§ **Problem statement**
Output nothing but the lines from the first line of the entries to the line with "pub struct AuthDispatcher", inclusive, exactly as they read.

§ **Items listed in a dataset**
· · ·

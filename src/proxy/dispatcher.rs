use crate::proxy::provider::Provider;
use crate::proxy::{Constraints, Credentials, Error};
use std::sync::Arc;
use std::time::Duration;
use tracing::{debug, instrument, warn};

#[derive(Clone, Copy, Debug, PartialEq, Eq)]
pub enum Decision {
    Allowed,
    Denied,
}

/// Consults the configured providers, in order, for every request.
pub struct AuthDispatcher {
    providers: Vec<Arc<dyn Provider>>,
    provider_timeout: Duration,
}

impl AuthDispatcher {
    pub fn new(providers: Vec<Arc<dyn Provider>>, provider_timeout: Duration) -> Self {
        Self {
            providers,
            provider_timeout,
        }
    }

    pub fn provider_count(&self) -> usize {
        self.providers.len()
    }

    /// Returns `Allowed` as soon as one provider accepts the credentials,
    /// `Denied` when every provider rejected them (or none is configured).
    ///
    /// A provider failing or exceeding the provider timeout ends the dispatch
    /// with `Error::ProviderFault`; it is never counted as a rejection.
    #[instrument(skip(self, credentials, constraints), fields(username = %credentials.username))]
    pub async fn authenticate(
        &self,
        credentials: &Credentials,
        constraints: &Constraints,
    ) -> Result<Decision, Error> {
        for (index, provider) in self.providers.iter().enumerate() {
            let result = tokio::time::timeout(
                self.provider_timeout,
                provider.authenticate(credentials, constraints),
            )
            .await
            .map_err(|_| {
                warn!(
                    "Provider #{index} did not answer within {:?}",
                    self.provider_timeout
                );
                Error::ProviderFault(format!("provider #{index} timed out"))
            })?;

            match result {
                Ok(true) => {
                    debug!("Provider #{index} accepted the credentials");
                    return Ok(Decision::Allowed);
                }
                Ok(false) => debug!("Provider #{index} rejected the credentials"),
                Err(error) => {
                    warn!("Provider #{index} failed: {error}");
                    return Err(Error::ProviderFault(format!("provider #{index}: {error}")));
                }
            }
        }

        debug!("No provider accepted the credentials");
        Ok(Decision::Denied)
    }
}
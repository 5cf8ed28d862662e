use crate::configuration::{self, Configuration};
use crate::proxy::server::{Listener, ServerContext};
use crate::proxy::{AuthDispatcher, ProviderRegistry};
use crate::command;
use std::future::Future;
use std::net::SocketAddr;
use tracing::info;

pub struct Command {
    listener: Listener,
}

impl Command {
    /// Resolves every provider URI, then binds the listener.
    ///
    /// Nothing is bound if any URI fails to resolve.
    pub async fn new(
        binding_address: SocketAddr,
        uris: &[String],
        config: &Configuration,
        registry: &ProviderRegistry,
    ) -> Result<Command, command::Error> {
        if uris.is_empty() {
            return Err(configuration::Error::MissingProviderUri.into());
        }

        let providers = registry.build(uris)?;
        info!("Configured {} provider(s)", providers.len());

        let dispatcher = AuthDispatcher::new(providers, config.provider.timeout());
        let context = ServerContext::new(dispatcher);
        let listener = Listener::bind(binding_address, &config.server, context).await?;

        Ok(Command { listener })
    }

    pub async fn run<F>(self, shutdown: F) -> Result<(), command::Error>
    where
        F: Future<Output = ()>,
    {
        self.listener.serve(shutdown).await?;
        Ok(())
    }
}
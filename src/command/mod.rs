mod error;
pub mod server;

pub use error::Error;
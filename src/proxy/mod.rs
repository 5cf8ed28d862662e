pub mod constraints;
pub mod credentials;
pub mod dispatcher;
mod error;
pub mod provider;
pub mod registry;
pub mod server;

pub use constraints::Constraints;
pub use credentials::Credentials;
pub use dispatcher::{AuthDispatcher, Decision};
pub use error::Error;
pub use registry::ProviderRegistry;
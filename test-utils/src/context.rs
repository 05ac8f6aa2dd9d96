use sea_orm::{sea_query::TableCreateStatement, ConnectionTrait, Database, DatabaseConnection};
use std::sync::Arc;
use time::Duration;
use tower_sessions::{Expiry, Session};
use tower_sessions_sqlx_store::SqliteStore;

use crate::error::TestError;

/// Test environment holding an in-memory SQLite connection and a session.
///
/// Both are created lazily on first access and live as long as the context.
#[derive(Default)]
pub struct TestContext {
    /// Connection to the in-memory database, created by `database()`.
    pub db: Option<DatabaseConnection>,

    /// Session stored in the same in-memory database, created by `session()`.
    pub session: Option<Session>,
}

impl TestContext {
    /// Creates an empty context with no connection yet.
    pub fn new() -> Self {
        Self::default()
    }

    /// Gets or creates the in-memory SQLite database connection.
    ///
    /// # Returns
    /// - `Ok(&DatabaseConnection)` - Reference to the database connection
    /// - `Err(TestError::Database)` - Failed to connect to in-memory SQLite database
    pub async fn database(&mut self) -> Result<&DatabaseConnection, TestError> {
        match self.db {
            Some(ref db) => Ok(db),
            None => {
                let db = Database::connect("sqlite::memory:").await?;

                let db_ref = self.db.insert(db);

                Ok(&*db_ref)
            }
        }
    }

    /// Executes the provided CREATE TABLE statements in order.
    pub async fn with_tables(&mut self, stmts: Vec<TableCreateStatement>) -> Result<(), TestError> {
        let db = self.database().await?;

        for stmt in stmts {
            db.execute(&stmt).await?;
        }

        Ok(())
    }

    /// Creates a session store sharing the test database pool.
    ///
    /// The session table is created on every call; the migration is idempotent.
    ///
    /// # Returns
    /// - `Ok(SqliteStore)` - Migrated store, usable with `SessionManagerLayer`
    /// - `Err(TestError::Database)` - Failed to connect or create the session table
    pub async fn session_store(&mut self) -> Result<SqliteStore, TestError> {
        let db = self.database().await?;

        let store = SqliteStore::new(db.get_sqlite_connection_pool().clone());
        store
            .migrate()
            .await
            .map_err(|e| sea_orm::DbErr::Custom(e.to_string()))?;

        Ok(store)
    }

    /// Gets or creates a standalone session backed by the test database.
    ///
    /// # Example
    /// ```rust,ignore
    /// let mut test = TestContext::new();
    /// let session = test.session().await?;
    ///
    /// session.insert("auth:admin", "admin").await?;
    /// ```
    pub async fn session(&mut self) -> Result<&Session, TestError> {
        if self.session.is_none() {
            let store = self.session_store().await?;

            self.session = Some(Session::new(
                None,
                Arc::new(store),
                Some(Expiry::OnInactivity(Duration::days(7))),
            ));
        }

        match self.session {
            Some(ref session) => Ok(session),
            None => unreachable!("session initialized above"),
        }
    }
}
use sea_orm_migration::{prelude::*, schema::*};

#[derive(DeriveMigrationName)]
pub struct Migration;

#[async_trait::async_trait]
impl MigrationTrait for Migration {
    async fn up(&self, manager: &SchemaManager) -> Result<(), DbErr> {
        manager
            .create_table(
                Table::create()
                    .table(Notice::Table)
                    .if_not_exists()
                    .col(pk_auto(Notice::Id))
                    .col(string_len(Notice::Title, 200))
                    .col(string_len_null(Notice::Date, 50))
                    .col(string_len_null(Notice::Link, 300))
                    .to_owned(),
            )
            .await
    }

    async fn down(&self, manager: &SchemaManager) -> Result<(), DbErr> {
        manager
            .drop_table(Table::drop().table(Notice::Table).to_owned())
            .await
    }
}

#[derive(DeriveIden)]
pub enum Notice {
    Table,
    Id,
    Title,
    Date,
    Link,
}
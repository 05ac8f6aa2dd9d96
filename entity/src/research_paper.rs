use sea_orm::entity::prelude::*;

#[derive(Clone, Debug, PartialEq, Eq, DeriveEntityModel)]
#[sea_orm(table_name = "research_paper")]
pub struct Model {
    #[sea_orm(primary_key)]
    pub id: i32,
    pub title: String,
    pub authors: Option<String>,
    pub publication_date: Option<String>,
    pub journal: Option<String>,
    pub paper_link: Option<String>,
}

#[derive(Copy, Clone, Debug, EnumIter, DeriveRelation)]
pub enum Relation {}

impl ActiveModelBehavior for ActiveModel {}
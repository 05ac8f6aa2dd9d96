pub use sea_orm_migration::prelude::*;

mod m20260301_000001_create_member_table;
mod m20260301_000002_create_member_research_link_table;
mod m20260301_000003_create_notice_table;
mod m20260301_000004_create_research_paper_table;

pub struct Migrator;

#[async_trait::async_trait]
impl MigratorTrait for Migrator {
    fn migrations() -> Vec<Box<dyn MigrationTrait>> {
        vec![
            Box::new(m20260301_000001_create_member_table::Migration),
            Box::new(m20260301_000002_create_member_research_link_table::Migration),
            Box::new(m20260301_000003_create_notice_table::Migration),
            Box::new(m20260301_000004_create_research_paper_table::Migration),
        ]
    }
}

· · ·

§ **Answer to this task**
filename src/proxy/dispatcher.rs
use crate::proxy::provider::Provider;
use crate::proxy::{Constraints, Credentials, Error};
use std::sync::Arc;
use std::time::Duration;
use tracing::{debug, instrument, warn};

#[derive(Clone, Copy, Debug, PartialEq, Eq)]
pub enum Decision {
    Allowed,
    Denied,
}

/// Consults the configured providers, in order, for every request.
pub struct AuthDispatcher {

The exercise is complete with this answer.